• _MATERIAL TO PROCESS_
* * * * * * *
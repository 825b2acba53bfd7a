//! Mock cart API route handlers
//!
//! This module implements the HTTP endpoints a storefront front end talks
//! to: the product listing and the four cart operations.

use super::{error::ApiError, models::*, state::SharedState};
use crate::cart::{
    helpers::format_item_summary, AddToCartRequest, CartLine, CartResponse, UpdateCartItemRequest,
};
use crate::catalog::{helpers::apply_criteria, Product};
use axum::{
    extract::{rejection::JsonRejection, Path, Query, State},
    routing::{get, patch, post},
    Json, Router,
};
use tracing::{debug, info, warn};

/// Creates routes for the catalog and cart endpoints
pub fn routes() -> Router<SharedState> {
    Router::new()
        .route("/api/products", get(list_products))
        .route("/api/cart", get(get_cart))
        .route("/api/cart/add", post(add_to_cart))
        .route("/api/cart/items/:id", patch(update_item).delete(remove_item))
}

/// Endpoint: GET /api/products
/// Lists the catalog filtered and sorted by the query string.
async fn list_products(
    State(state): State<SharedState>,
    Query(query): Query<ProductQuery>,
) -> Json<Vec<Product>> {
    let criteria = query.into_criteria();
    Json(apply_criteria(&state.catalog, &criteria))
}

/// Endpoint: GET /api/cart
async fn get_cart(State(state): State<SharedState>) -> Json<CartResponse> {
    let items = state.cart_lines();
    debug!("cart contents: {}", format_item_summary(&items));
    Json(CartResponse { items })
}

/// Endpoint: POST /api/cart/add
/// Adds a product, accumulating quantity when it is already in the cart.
async fn add_to_cart(
    State(state): State<SharedState>,
    body: Result<Json<AddToCartRequest>, JsonRejection>,
) -> Result<Json<CartLine>, ApiError> {
    let Json(request) = body.map_err(|e| {
        warn!("add to cart rejected: {}", e.body_text());
        ApiError::BadRequest("Invalid request body".to_string())
    })?;

    let line = state.add_line(request).map_err(|e| {
        warn!("add to cart rejected: {}", e);
        e
    })?;
    info!(line_id = line.id, "cart line now {}x {}", line.quantity, line.name);
    Ok(Json(line))
}

/// Endpoint: PATCH /api/cart/items/:id
async fn update_item(
    State(state): State<SharedState>,
    Path(line_id): Path<u64>,
    body: Result<Json<UpdateCartItemRequest>, JsonRejection>,
) -> Result<Json<CartLine>, ApiError> {
    let Json(update) = body.map_err(|_| ApiError::BadRequest("Invalid request body".to_string()))?;

    if update.quantity < 1 {
        return Err(ApiError::BadRequest("Quantity must be at least 1".to_string()));
    }

    state
        .update_line(line_id, update.quantity)
        .map(Json)
        .ok_or_else(|| ApiError::NotFound("Item not found".to_string()))
}

/// Endpoint: DELETE /api/cart/items/:id
async fn remove_item(
    State(state): State<SharedState>,
    Path(line_id): Path<u64>,
) -> Result<Json<DeleteResponse>, ApiError> {
    let line = state
        .remove_line(line_id)
        .ok_or_else(|| ApiError::NotFound("Item not found".to_string()))?;

    info!(line_id, "removed {} from cart", line.name);
    Ok(Json(DeleteResponse { success: true }))
}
* * * * * * *
The answer should consist only of the lines from the one containing "-> Result<Json<DeleteResponse>, ApiError>" through the last line of the data, given again exactly.

• _SOLUTION_
) -> Result<Json<DeleteResponse>, ApiError> {
    let line = state
        .remove_line(line_id)
        .ok_or_else(|| ApiError::NotFound("Item not found".to_string()))?;

    info!(line_id, "removed {} from cart", line.name);
    Ok(Json(DeleteResponse { success: true }))
}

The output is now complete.